» Items from a data source:
>>

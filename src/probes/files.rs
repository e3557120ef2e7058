use async_trait::async_trait;
use reqwest::Url;

use super::{Probe, ProbeContext, looks_like_html};
use crate::data_models::{FileChecks, ProbeKind, ProbeValue};
use crate::error::ProbeError;

const ROBOTS_PATH: &str = "/robots.txt";
const SITEMAP_PATH: &str = "/sitemap.xml";
const LLMS_PATH: &str = "/llms.txt";

/// Checks for the well-known crawler files at the site origin.
pub struct FilesProbe {
    client: reqwest::Client,
}

impl FilesProbe {
    pub fn new(client: reqwest::Client) -> Self {
        Self { client }
    }

    /// Body of `path` under `origin` if it exists. Network errors, non-2xx
    /// responses, empty bodies and HTML error pages all count as absent.
    async fn fetch_file(&self, origin: &Url, path: &str) -> Option<String> {
        let url = origin.join(path).ok()?;
        let res = match self.client.get(url.clone()).send().await {
            Ok(res) => res,
            Err(e) => {
                log::debug!("file check {url} failed: {e}");
                return None;
            }
        };
        if !res.status().is_success() {
            return None;
        }
        let body = res.text().await.ok()?;
        if body.trim().is_empty() || looks_like_html(&body) {
            return None;
        }
        Some(body)
    }
}

/// True if any `Sitemap:` directive appears in a robots.txt body.
pub fn robots_declares_sitemap(robots: &str) -> bool {
    robots.lines().any(|line| {
        let line = line.trim();
        match (line.get(..8), line.get(8..)) {
            (Some(key), Some(rest)) => {
                key.eq_ignore_ascii_case("sitemap:") && !rest.trim().is_empty()
            }
            _ => false,
        }
    })
}

#[async_trait]
impl Probe for FilesProbe {
    fn kind(&self) -> ProbeKind {
        ProbeKind::Files
    }

    async fn run(&self, ctx: &ProbeContext) -> Result<ProbeValue, ProbeError> {
        let origin = ctx.origin();
        let (robots, sitemap, llms) = tokio::join!(
            self.fetch_file(&origin, ROBOTS_PATH),
            self.fetch_file(&origin, SITEMAP_PATH),
            self.fetch_file(&origin, LLMS_PATH),
        );

        Ok(ProbeValue::Files(FileChecks {
            sitemap_in_robots: robots.as_deref().is_some_and(robots_declares_sitemap),
            robots_txt: robots.is_some(),
            sitemap_xml: sitemap.is_some(),
            llms_txt: llms.is_some(),
        }))
    }
}

#[cfg(test)]
mod tests {
    use super::*;
    use crate::probes::test_support::context;

    #[test]
    fn test_robots_declares_sitemap() {
        assert!(robots_declares_sitemap(
            "User-agent: *\nDisallow:\nSitemap: https://example.com/sitemap.xml\n"
        ));
        assert!(robots_declares_sitemap("SITEMAP: /s.xml"));
        assert!(!robots_declares_sitemap("User-agent: *\n# Sitemap: later\n"));
        assert!(!robots_declares_sitemap("Sitemap:   "));
    }

    #[tokio::test]
    async fn test_files_probe() {
        let mut server = mockito::Server::new_async().await;
        let _robots = server
            .mock("GET", "/robots.txt")
            .with_status(200)
            .with_body("User-agent: *\nSitemap: /sitemap.xml\n")
            .create_async()
            .await;
        // Soft 404: success status with an HTML page
        let _sitemap = server
            .mock("GET", "/sitemap.xml")
            .with_status(200)
            .with_body("<!DOCTYPE html><html><body>Not found</body></html>")
            .create_async()
            .await;
        let _llms = server
            .mock("GET", "/llms.txt")
            .with_status(404)
            .create_async()
            .await;

        let probe = FilesProbe::new(reqwest::Client::new());
        let ctx = context(&format!("{}/some/page", server.url()), "<p>x</p>");
        let value = probe.run(&ctx).await.unwrap();
        assert_eq!(
            value,
            ProbeValue::Files(FileChecks {
                robots_txt: true,
                sitemap_xml: false,
                llms_txt: false,
                sitemap_in_robots: true,
            })
        );
    }

    #[tokio::test]
    async fn test_unreachable_origin_reports_absent() {
        let probe = FilesProbe::new(reqwest::Client::new());
        let ctx = context("http://127.0.0.1:1/", "<p>x</p>");
        let value = probe.run(&ctx).await.unwrap();
        assert_eq!(value, ProbeValue::Files(FileChecks::default()));
    }
}
use anyhow::Result;
use html5ever::tendril::TendrilSink;
use html5ever::{Attribute, LocalName, parse_document};
use markup5ever_rcdom::{Handle, NodeData, RcDom};
use porter_stemmer::stem;
use std::cell::RefCell;
use std::collections::HashSet;
use std::sync::OnceLock;

static STOP_WORDS: OnceLock<HashSet<String>> = OnceLock::new();

fn get_stop_words() -> &'static HashSet<String> {
    STOP_WORDS.get_or_init(|| {
        stop_words::get(stop_words::LANGUAGE::English)
            .into_iter()
            .map(|x| x.to_string())
            .collect()
    })
}

pub fn is_stop_word(word: &str) -> bool {
    get_stop_words().contains(word)
}

#[derive(Clone, Default, Debug)]
pub struct ExtractedText {
    pub title: String,
    pub headings: Vec<String>,
    /// Readable text in document order, headings and inline links included.
    pub body: String,
    pub anchors: Vec<String>,
    /// Number of `<h1>` elements outside boilerplate containers.
    pub h1_count: usize,
}

#[derive(Debug, Clone, PartialEq, Copy)]
pub enum Context {
    Title,
    Heading,
    Anchor,
    Body,
}

/// A character filter receives the original text as a stream of characters and can transform the stream by adding,
/// removing, or changing characters. For instance, a character filter could be used to strip HTML elements
/// like <b> from the stream.
pub trait CharacterFilter: Send + Sync {
    fn filter(&self, text: String) -> String;
}

/// Make sure you are giving it a valid html text.
#[derive(Debug, Default)]
pub struct HTMLTagFilter;

impl HTMLTagFilter {
    pub fn get_dom(html: &str) -> std::io::Result<RcDom> {
        parse_document(RcDom::default(), Default::default())
            .from_utf8()
            .read_from(&mut std::io::Cursor::new(html))
    }

    /// Parses `html` and walks it, dropping scripts, styles and boilerplate containers.
    pub fn extract(html: &str) -> ExtractedText {
        let mut out = ExtractedText::default();
        match Self::get_dom(html) {
            Ok(dom) => Self::walk_html(&dom.document, Context::Body, &mut out),
            Err(e) => log::warn!("failed to parse html, treating as empty: {e}"),
        }
        out
    }

    pub fn has_boilerplate_class_or_id(attrs: &RefCell<Vec<Attribute>>) -> bool {
        for attr in attrs.borrow().iter() {
            let name = &*attr.name.local;
            if name != "class" && name != "id" {
                continue;
            }
            let v = attr.value.to_lowercase();
            if v.contains("nav")
                || v.contains("menu")
                || v.contains("sidebar")
                || v.contains("footer")
                || v.contains("cookie")
                || v.contains("banner")
                || v.contains("promo")
                || v.contains("ads")
                || v.contains("badge")
            {
                return true;
            }
        }

        false
    }

    pub fn is_skipped_element(local: &LocalName) -> bool {
        matches!(
            &**local,
            "script" | "style" | "noscript" | "template" | "svg" | "nav" | "footer" | "aside"
        )
    }

    pub fn is_block_like(local: &LocalName) -> bool {
        matches!(
            &**local,
            "p" | "div"
                | "section"
                | "article"
                | "li"
                | "ul"
                | "ol"
                | "header"
                | "main"
                | "h1"
                | "h2"
                | "h3"
                | "h4"
                | "h5"
                | "h6"
                | "br"
                | "tr"
        )
    }

    fn push_body(out: &mut ExtractedText, s: &str) {
        if !out.body.is_empty() && !out.body.ends_with(' ') && !out.body.ends_with('\n') {
            out.body.push(' ');
        }
        out.body.push_str(s);
    }

    fn push_to_last(entries: &mut Vec<String>, s: &str) {
        match entries.last_mut() {
            Some(last) => {
                if !last.is_empty() {
                    last.push(' ');
                }
                last.push_str(s);
            }
            None => entries.push(s.to_string()),
        }
    }

    pub fn walk_html(handle: &Handle, ctx: Context, out: &mut ExtractedText) {
        let node = handle;
        match &node.data {
            NodeData::Text { contents } => {
                let s = contents.borrow();
                let s = s.trim();
                if s.is_empty() {
                    return;
                }

                match ctx {
                    Context::Title => {
                        if !out.title.is_empty() {
                            out.title.push(' ');
                        }
                        out.title.push_str(s);
                    }
                    Context::Heading => {
                        Self::push_to_last(&mut out.headings, s);
                        Self::push_body(out, s);
                    }
                    Context::Anchor => {
                        Self::push_to_last(&mut out.anchors, s);
                        Self::push_body(out, s);
                    }
                    Context::Body => Self::push_body(out, s),
                }
            }
            NodeData::Element { name, attrs, .. } => {
                let local = &name.local;

                if Self::is_skipped_element(local) || Self::has_boilerplate_class_or_id(attrs) {
                    return;
                }

                let new_ctx = if &**local == "title" {
                    Context::Title
                } else if matches!(&**local, "h1" | "h2" | "h3" | "h4" | "h5" | "h6") {
                    if &**local == "h1" {
                        out.h1_count += 1;
                    }
                    out.headings.push(String::new());
                    Context::Heading
                } else if &**local == "a" {
                    out.anchors.push(String::new());
                    match ctx {
                        // link inside a heading still belongs to the heading
                        Context::Heading => Context::Heading,
                        _ => Context::Anchor,
                    }
                } else {
                    match ctx {
                        Context::Title => Context::Body,
                        other => other,
                    }
                };

                if ctx == Context::Body && Self::is_block_like(local) && !out.body.is_empty() {
                    if !out.body.ends_with('\n') {
                        out.body.push('\n');
                    }
                }

                for child in node.children.borrow().iter() {
                    Self::walk_html(child, new_ctx, out);
                }
            }
            _ => {
                for child in node.children.borrow().iter() {
                    Self::walk_html(child, ctx, out);
                }
            }
        }
    }
}

impl CharacterFilter for HTMLTagFilter {
    fn filter(&self, html: String) -> String {
        Self::extract(&html).body
    }
}

/// A tokenizer receives a stream of characters, breaks it up into individual tokens (usually individual words),
/// and outputs a stream of tokens.
/// For instance, a whitespace tokenizer breaks text into tokens whenever it sees any whitespace.
/// It would convert the text "Quick brown fox!" into the terms [Quick, brown, fox!].
pub trait Tokenizer: Send + Sync {
    fn tokenize(&self, text: String) -> Vec<String>;
}

pub struct WhiteSpaceTokenizer;

impl Tokenizer for WhiteSpaceTokenizer {
    fn tokenize(&self, text: String) -> Vec<String> {
        text.split_whitespace()
            .map(|w| w.to_string())
            .collect::<Vec<String>>()
    }
}

/// A token filter receives the token stream and may add, remove, or change tokens.
/// For example, a lowercase token filter converts all tokens to lowercase, a stop token
/// filter removes common words (stop words) like the from the token stream.
pub trait TokenFilter: Send + Sync {
    fn filter(&self, tokens: Vec<TextToken>) -> Vec<TextToken>;
}

pub struct LowerCaseTokenFilter;

impl TokenFilter for LowerCaseTokenFilter {
    fn filter(&self, tokens: Vec<TextToken>) -> Vec<TextToken> {
        tokens
            .into_iter()
            .map(|mut t| {
                t.term = t.term.to_lowercase();
                t
            })
            .collect()
    }
}

pub struct StopWordTokenFilter;

impl TokenFilter for StopWordTokenFilter {
    fn filter(&self, mut tokens: Vec<TextToken>) -> Vec<TextToken> {
        let stop_words = get_stop_words();
        tokens.retain(|w| !stop_words.contains(&w.term));
        tokens
    }
}

pub struct PorterStemmerTokenFilter;

impl TokenFilter for PorterStemmerTokenFilter {
    fn filter(&self, tokens: Vec<TextToken>) -> Vec<TextToken> {
        tokens
            .into_iter()
            .map(|mut w| {
                w.term = stem(&w.term);
                w
            })
            .collect::<Vec<TextToken>>()
    }
}

/// Removes every non-alphanumeric character from each token ("don't" -> "dont",
/// "e-mail," -> "email") and drops tokens left shorter than `min_length`.
pub struct PunctuationStripFilter {
    min_length: usize,
}

impl PunctuationStripFilter {
    pub fn new(min_length: usize) -> Self {
        Self {
            min_length: min_length.max(1),
        }
    }
}

impl Default for PunctuationStripFilter {
    fn default() -> Self {
        Self { min_length: 2 }
    }
}

impl TokenFilter for PunctuationStripFilter {
    fn filter(&self, tokens: Vec<TextToken>) -> Vec<TextToken> {
        tokens
            .into_iter()
            .filter_map(|mut token| {
                let stripped: String = token.term.chars().filter(|c| c.is_alphanumeric()).collect();
                if stripped.chars().count() >= self.min_length {
                    token.term = stripped;
                    Some(token)
                } else {
                    None
                }
            })
            .collect()
    }
}

/// Filters out tokens that are purely numeric (like "123", "2024", etc.)
pub struct NumericTokenFilter;

impl TokenFilter for NumericTokenFilter {
    fn filter(&self, tokens: Vec<TextToken>) -> Vec<TextToken> {
        tokens
            .into_iter()
            .filter(|token| token.term.chars().any(|c| c.is_alphabetic()))
            .collect()
    }
}

/// Pure text analysis pipeline - no async, no I/O, just text transformations
pub struct TextAnalyzer {
    char_filters: Vec<Box<dyn CharacterFilter>>,
    tokenizer: Box<dyn Tokenizer>,
    token_filters: Vec<Box<dyn TokenFilter>>,
}

#[derive(Clone, Debug, PartialEq, Eq)]
pub struct TextToken {
    pub term: String,
    pub pos: usize,
}

impl std::ops::Deref for TextToken {
    type Target = str;

    fn deref(&self) -> &Self::Target {
        &self.term
    }
}

impl TextAnalyzer {
    pub fn new(
        char_filters: Vec<Box<dyn CharacterFilter>>,
        tokenizer: Box<dyn Tokenizer>,
        token_filters: Vec<Box<dyn TokenFilter>>,
    ) -> Self {
        Self {
            char_filters,
            tokenizer,
            token_filters,
        }
    }

    /// Canonical token stream used for shingling: lowercase, punctuation
    /// stripped, whitespace collapsed. Every word survives, stop words included.
    pub fn canonical() -> Self {
        Self::new(
            vec![],
            Box::new(WhiteSpaceTokenizer),
            vec![
                Box::new(LowerCaseTokenFilter),
                Box::new(PunctuationStripFilter::new(1)),
            ],
        )
    }

    /// Keyword pipeline for content heuristics: no stop words, no numbers, stemmed.
    pub fn keywords() -> Self {
        Self::new(
            vec![],
            Box::new(WhiteSpaceTokenizer),
            vec![
                Box::new(PunctuationStripFilter::default()),
                Box::new(LowerCaseTokenFilter),
                Box::new(NumericTokenFilter),
                Box::new(StopWordTokenFilter),
                Box::new(PorterStemmerTokenFilter),
            ],
        )
    }

    pub fn char_filter(&self, mut content: String) -> String {
        for filter in self.char_filters.iter() {
            content = filter.filter(content);
        }
        content
    }

    pub fn tokenize(&self, content: String) -> Vec<TextToken> {
        let tokens = self.tokenizer.tokenize(content);
        tokens
            .into_iter()
            .enumerate()
            .map(|(idx, term)| TextToken { term, pos: idx })
            .collect()
    }

    pub fn token_filter(&self, mut tokens: Vec<TextToken>) -> Vec<TextToken> {
        for filter in self.token_filters.iter() {
            tokens = filter.filter(tokens);
        }
        tokens
    }

    /// Analyzes raw content and returns a list of tokens
    pub fn analyze(&self, raw_content: String) -> Result<Vec<TextToken>> {
        let content = self.char_filter(raw_content);

        let mut tokens = self.tokenize(content);

        tokens = self.token_filter(tokens);
        Ok(tokens)
    }

    /// Same as [`TextAnalyzer::analyze`] but returns only the terms.
    pub fn terms(&self, raw_content: &str) -> Vec<String> {
        let content = self.char_filter(raw_content.to_string());
        let tokens = self.token_filter(self.tokenize(content));
        tokens.into_iter().map(|t| t.term).collect()
    }
}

<<

For each line in the records that holds "ProbeError", show that line as it stands.

» SOLUTION TO THIS EXERCISE:
use crate::error::ProbeError;
    async fn run(&self, ctx: &ProbeContext) -> Result<ProbeValue, ProbeError> {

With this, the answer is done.